In the age of mass media, there were mass products and services.  In the age of The Long Tail there is the potential for a rapidly increasing number of new markets serving very specific groups of customers.  Now that media channels are truly one-to-one (even television commercials will soon be delivered to one individual household at a time), media and agencies are no longer dependent on “mass” marketers.  Rather, there will be a whole new class of specialized marketers seeking help from professional marketing communications firms.

experience economy

3. We are evolving into an experience economy, which agencies should excel at.

Over the past several hundred years, the economic model of marketers has moved from commodities to goods to services to experiences.  As Joseph Pine and James Gilmore observe in the excellent The Experience Economy, creating experiences is the highest level of marketing.  Agencies have the talent and potential to help marketers move to this level.  But first, agencies have to redirect their energies away from the "production and distribution of advertising" to much higher level thinking.  As TBWA/Chiat/Day’s Lee Clow preaches, “It’s all media.”

4. The ultimate objective of any business enterprise seeking professional services is transformation, and this is precisely what agencies do.

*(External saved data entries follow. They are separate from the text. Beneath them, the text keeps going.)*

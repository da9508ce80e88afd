//! Integration tests for the non-interactive `run` subcommand.
//!
//! Verifies the wire contract against a mock execution server: the raw
//! source text is the whole request body, and the response body is printed
//! verbatim.

use assert_cmd::cargo::cargo_bin_cmd;
use predicates::prelude::*;
use tempfile::TempDir;
use wiremock::matchers::{body_string, header, method, path};
use wiremock::{Mock, MockServer, ResponseTemplate};

/// Creates a temp ASPEN_PLAY_HOME directory for test isolation.
fn temp_play_home() -> TempDir {
    TempDir::new().expect("create temp play home")
}

fn can_bind_localhost() -> bool {
    std::net::TcpListener::bind("127.0.0.1:0").is_ok()
}

fn write_program(dir: &TempDir, name: &str, source: &str) -> std::path::PathBuf {
    let path = dir.path().join(name);
    std::fs::write(&path, source).expect("write program file");
    path
}

#[tokio::test]
async fn run_posts_raw_source_and_prints_output_verbatim() {
    if !can_bind_localhost() {
        eprintln!("Skipping: cannot bind localhost TCP port in this environment.");
        return;
    }
    let play_home = temp_play_home();
    let mock_server = MockServer::start().await;

    Mock::given(method("POST"))
        .and(path("/run"))
        .and(header("content-type", "text/plain; charset=utf-8"))
        .and(body_string("print \"Hello, 世界!\";"))
        .respond_with(ResponseTemplate::new(200).set_body_string("Hello, 世界!\n"))
        .expect(1)
        .mount(&mock_server)
        .await;

    let program = write_program(&play_home, "hello.aspen", "print \"Hello, 世界!\";");

    cargo_bin_cmd!("aspen-play")
        .env("ASPEN_PLAY_HOME", play_home.path())
        .env_remove("ASPEN_PLAY_ENDPOINT")
        .args([
            "run",
            program.to_str().unwrap(),
            "--endpoint",
            &format!("{}/run", mock_server.uri()),
        ])
        .assert()
        .success()
        .stdout("Hello, 世界!\n");
}

#[tokio::test]
async fn run_preserves_whitespace_in_output() {
    if !can_bind_localhost() {
        eprintln!("Skipping: cannot bind localhost TCP port in this environment.");
        return;
    }
    let play_home = temp_play_home();
    let mock_server = MockServer::start().await;

    // Indentation and blank lines must survive untouched.
    Mock::given(method("POST"))
        .and(path("/run"))
        .respond_with(ResponseTemplate::new(200).set_body_string("1\n\n  indented\n"))
        .mount(&mock_server)
        .await;

    let program = write_program(&play_home, "prog.aspen", "print 1;");

    cargo_bin_cmd!("aspen-play")
        .env("ASPEN_PLAY_HOME", play_home.path())
        .env_remove("ASPEN_PLAY_ENDPOINT")
        .args([
            "run",
            program.to_str().unwrap(),
            "--endpoint",
            &format!("{}/run", mock_server.uri()),
        ])
        .assert()
        .success()
        .stdout("1\n\n  indented\n");
}

#[tokio::test]
async fn run_reads_program_from_stdin() {
    if !can_bind_localhost() {
        eprintln!("Skipping: cannot bind localhost TCP port in this environment.");
        return;
    }
    let play_home = temp_play_home();
    let mock_server = MockServer::start().await;

    Mock::given(method("POST"))
        .and(path("/run"))
        .and(body_string("print 2;"))
        .respond_with(ResponseTemplate::new(200).set_body_string("2\n"))
        .expect(1)
        .mount(&mock_server)
        .await;

    cargo_bin_cmd!("aspen-play")
        .env("ASPEN_PLAY_HOME", play_home.path())
        .env_remove("ASPEN_PLAY_ENDPOINT")
        .args(["run", "-", "--endpoint", &format!("{}/run", mock_server.uri())])
        .write_stdin("print 2;")
        .assert()
        .success()
        .stdout("2\n");
}

#[tokio::test]
async fn server_error_yields_fixed_message_and_nonzero_exit() {
    if !can_bind_localhost() {
        eprintln!("Skipping: cannot bind localhost TCP port in this environment.");
        return;
    }
    let play_home = temp_play_home();
    let mock_server = MockServer::start().await;

    Mock::given(method("POST"))
        .and(path("/run"))
        .respond_with(ResponseTemplate::new(500).set_body_string("stack trace here"))
        .mount(&mock_server)
        .await;

    let program = write_program(&play_home, "prog.aspen", "print 1;");

    cargo_bin_cmd!("aspen-play")
        .env("ASPEN_PLAY_HOME", play_home.path())
        .env_remove("ASPEN_PLAY_ENDPOINT")
        .args([
            "run",
            program.to_str().unwrap(),
            "--endpoint",
            &format!("{}/run", mock_server.uri()),
        ])
        .assert()
        .failure()
        .stdout(predicate::str::is_empty())
        // The generic message only; server internals never leak to the user.
        .stderr(predicate::str::contains("Internal server error."))
        .stderr(predicate::str::contains("stack trace here").not());
}

#[tokio::test]
async fn endpoint_env_var_is_honored() {
    if !can_bind_localhost() {
        eprintln!("Skipping: cannot bind localhost TCP port in this environment.");
        return;
    }
    let play_home = temp_play_home();
    let mock_server = MockServer::start().await;

    Mock::given(method("POST"))
        .and(path("/run"))
        .respond_with(ResponseTemplate::new(200).set_body_string("ok\n"))
        .expect(1)
        .mount(&mock_server)
        .await;

    let program = write_program(&play_home, "prog.aspen", "print 1;");

    cargo_bin_cmd!("aspen-play")
        .env("ASPEN_PLAY_HOME", play_home.path())
        .env("ASPEN_PLAY_ENDPOINT", format!("{}/run", mock_server.uri()))
        .args(["run", program.to_str().unwrap()])
        .assert()
        .success()
        .stdout("ok\n");
}

#[test]
fn malformed_endpoint_is_rejected_before_any_request() {
    let play_home = temp_play_home();
    let program = write_program(&play_home, "prog.aspen", "print 1;");

    cargo_bin_cmd!("aspen-play")
        .env("ASPEN_PLAY_HOME", play_home.path())
        .env_remove("ASPEN_PLAY_ENDPOINT")
        .args(["run", program.to_str().unwrap(), "--endpoint", "not a url"])
        .assert()
        .failure()
        .stderr(predicate::str::contains("Invalid execution endpoint URL"));
}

When you see yourself as being in the transformation business, the client itself becomes the agency’s “product.”  The best clients hire agencies with the mandate “Change me.”  It all hinges on what business agencies believe they are in.  As Pine and Gilmore observe:

  • A commodity business charges for undifferentiated products.
  • A goods business charges for tangible things.
  • A service business charges for the activities performed.
  • An experience business charges for the feeling customers get by engaging it.
  • A transformation business charges for the ultimate benefit customers receive.

More than any other professional service provider, agencies are in the transformation business.  They do what other professional service firms (lawyers, accountants) cannot do – help companies completely reinvent themselves.  What a great time to be in the agency business.